In a delightful gimme for headline writers everywhere, researchers at MIT — including a Nobel Prize-winning chemist — have created artificial mucus that performs better than the real thing.
You may not have known that this gross goop has a function, or that it was in need of improvement, but it turns out that mucus is critical.
The bodily secretion is nearly universal across animal species, and with good reason: beyond making sure wet and viscous surfaces stay wet and viscous, the long proteins that make up mucus, called mucins, have antibacterial properties as well.
“It’s very cool. It does all these great things for us,” MIT chemistry professor and senior author of the study Laura Kiessling told Forbes. “It’s the layer that’s separating our animal selves from the microbes.”
Mucus = Pixie Dust
Mucins are long proteins that sprout feathery sugars, looking something like — as the researchers described it — a bottlebrush.
Those sugars, it turns out, make mucins much more than bacterial sticky traps.

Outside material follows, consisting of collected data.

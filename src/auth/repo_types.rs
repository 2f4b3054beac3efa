use serde::{Deserialize, Serialize};
use sqlx::FromRow;
use time::OffsetDateTime;
use uuid::Uuid;

/// Canonical user record. The email and username lookup tables carry only
/// the attribute and user_id, so the repo resolves them straight to ids.
#[derive(Debug, Clone, Serialize, Deserialize, FromRow)]
pub struct User {
    pub user_id: Uuid,
    pub username: String,
    pub email: String,
    #[serde(skip_serializing)]
    pub password_hash: String,
    pub created_at: OffsetDateTime,
}
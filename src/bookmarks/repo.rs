use sqlx::PgPool;
use uuid::Uuid;

use crate::bookmarks::repo_types::Bookmark;

impl Bookmark {
    pub async fn list_by_user(db: &PgPool, user_id: Uuid) -> Result<Vec<Bookmark>, sqlx::Error> {
        sqlx::query_as::<_, Bookmark>(
            r#"
            SELECT id, user_id, title, description, link, created_at
            FROM bookmarks
            WHERE user_id = $1
            ORDER BY created_at DESC
            "#,
        )
        .bind(user_id)
        .fetch_all(db)
        .await
    }

    /// Fetch by id alone; the handler decides whether the caller may see it.
    pub async fn find_by_id(db: &PgPool, id: Uuid) -> Result<Option<Bookmark>, sqlx::Error> {
        sqlx::query_as::<_, Bookmark>(
            r#"
            SELECT id, user_id, title, description, link, created_at
            FROM bookmarks
            WHERE id = $1
            "#,
        )
        .bind(id)
        .fetch_optional(db)
        .await
    }

    pub async fn create(
        db: &PgPool,
        user_id: Uuid,
        title: &str,
        description: Option<&str>,
        link: &str,
    ) -> Result<Bookmark, sqlx::Error> {
        sqlx::query_as::<_, Bookmark>(
            r#"
            INSERT INTO bookmarks (id, user_id, title, description, link)
            VALUES ($1, $2, $3, $4, $5)
            RETURNING id, user_id, title, description, link, created_at
            "#,
        )
        .bind(Uuid::new_v4())
        .bind(user_id)
        .bind(title)
        .bind(description)
        .bind(link)
        .fetch_one(db)
        .await
    }

    /// Patch-style update: absent fields keep their stored value.
    pub async fn update(
        db: &PgPool,
        id: Uuid,
        title: Option<&str>,
        description: Option<&str>,
        link: Option<&str>,
    ) -> Result<Bookmark, sqlx::Error> {
        sqlx::query_as::<_, Bookmark>(
            r#"
            UPDATE bookmarks
            SET title = COALESCE($2, title),
                description = COALESCE($3, description),
                link = COALESCE($4, link)
            WHERE id = $1
            RETURNING id, user_id, title, description, link, created_at
            "#,
        )
        .bind(id)
        .bind(title)
        .bind(description)
        .bind(link)
        .fetch_one(db)
        .await
    }

    pub async fn delete(db: &PgPool, id: Uuid) -> Result<(), sqlx::Error> {
        sqlx::query(r#"DELETE FROM bookmarks WHERE id = $1"#)
            .bind(id)
            .execute(db)
            .await?;
        Ok(())
    }
}
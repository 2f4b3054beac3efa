use crate::state::AppState;
use axum::Router;

mod dto;
pub mod handlers;
mod repo;
pub(crate) mod repo_types;

pub fn router() -> Router<AppState> {
    handlers::bookmark_routes()
}
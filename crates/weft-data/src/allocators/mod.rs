// Copyright 2025 eraflo
//
// Licensed under the Apache License, Version 2.0 (the "License");
// you may not use this file except in compliance with the License.
// You may obtain a copy of the License at
//
//     http://www.apache.org/licenses/LICENSE-2.0
//
// Unless required by applicable law or agreed to in writing, software
// distributed under the License is distributed on an "AS IS" BASIS,
// WITHOUT WARRANTIES OR CONDITIONS OF ANY KIND, either express or implied.
// See the License for the specific language governing permissions and
// limitations under the License.

//! Chunk allocator and arenas.
//!
//! [`MemoryChunkSystem`] owns one contiguous block per size class and hands
//! out whole chunks. [`ThreadMemory`] and [`GlobalMemory`] carve those
//! chunks into individual allocations, each prefixed by an
//! [`AllocationRecord`].

mod chunk_system;
mod chunk_table;
mod global_memory;
mod record;
mod thread_memory;

pub use chunk_system::{ChunkId, MemoryChunk, MemoryChunkSystem};
pub use global_memory::{GlobalMemory, SharedAllocation};
pub use record::AllocationRecord;
pub use thread_memory::ThreadMemory;
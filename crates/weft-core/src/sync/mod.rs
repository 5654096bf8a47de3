// Copyright 2025 eraflo
//
// Licensed under the Apache License, Version 2.0 (the "License");
// you may not use this file except in compliance with the License.
// You may obtain a copy of the License at
//
//     http://www.apache.org/licenses/LICENSE-2.0
//
// Unless required by applicable law or agreed to in writing, software
// distributed under the License is distributed on an "AS IS" BASIS,
// WITHOUT WARRANTIES OR CONDITIONS OF ANY KIND, either express or implied.
// See the License for the specific language governing permissions and
// limitations under the License.

//! Spin-based synchronization primitives.
//!
//! None of these types park threads on an OS primitive: waiters spin with a
//! bounded backoff and then yield, which keeps every wait cooperative with
//! the worker pool.

mod access_lock;
mod barrier;
mod fence;

pub use access_lock::{AccessLock, AccessReadGuard, AccessWriteGuard};
pub use barrier::Barrier;
pub use fence::{Fence, FenceMain};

Kiessling’s MIT colleague, biophysicist Katharina Ribbeck, helped uncover mucins’ antimicrobial properties in 2019, telling the Washington Post that the mucins’ sugars are so active they’re “like pixie dust.”
Among those activities when tested against the bacteria Pseudomonas aeruginosa: preventing the killing of other (helpful) microbes, jamming communication with its bacterial buddies, and stopping it from forming clumps and producing toxins.
Essentially, mucins are less flypaper than brutal bacteria gauntlet.
Naturally, researchers set out to take advantage of mucins’ array of microbe-discombobulating effects.
The problem: those rococo arrangements of sugars are, like, tough to synthesize.
“Each mucin polymer has a long backbone consisting of thousands of amino acids, and many different glycans can be attached to these backbones,” MIT News reports.
Cutting through the jargon: these are super complicated jigsaw puzzles, and there’s a million different ways to fit the pieces together.
Kiessling and Ribbeck joined forces with Nobel Prize in Chemistry winner Richard Schrock for the study, published in ACS Central Science. Their approach was to focus on the mucins’ backbone, not the sugars.
They theorized that the long, snaking shape of natural mucins was the key to their antimicrobial properties.
“What we wanted to ask was, does the structure of the backbone matter at all?” Kiessling told Forbes.
Building Better Mucins
To make their mucins, the team used a chemical reaction called “ring-opening metathesis polymerization.”
As MIT News explains, during this process a carbon-containing ring is opened up to form long, straight molecules that can be joined together — the future synthetic mucin backbone.
Schrock got his Nobel for his work creating catalysts to drive this type of reaction. It gets pretty complicated from here, but essentially two type of synthetic mucins can be made: “cis” and “trans” versions. The names refer to where the artificial molecules bond.
The team found that the cis versions of the mimic mucins looked more like natural ones, forming the long spines, while the trans versions formed clumps.
Mimetic mucuses in hand, they set out to see how the synthetic mucins stacked up to the real deal.
When the various mucins were exposed to the toxins created by Vibrio cholerae — the fiend behind cholera — the cis versions were not only more effective at capturing the toxin than the trans synthetics, they even outperformed the natural mucins.
The cis synthetic mucins were more water soluble than the clumps, too. That water solubility may mean synthetic mucins could one day be included in topical moisturizers or eye drops.
Per MIT News, the team’s next step is to study what happens when the mucins are armed with different assortments of sugars, which could lead to bespoke mucins for battling any number of bacteria.
“We would really like to understand what features of mucins are important for their activities, and mimic those features so that you could block virulence pathways in microbes,” Kiessling told MIT News.
Synthetic mucins may eventually serve a role in battling superbugs, bacteria that are resistant to antibiotics, making them difficult to treat — to sometimes deadly effect.
“We’re thinking about ways to even better mimic mucins, but this study is an important step in understanding what’s relevant,” Kiessling told MIT News.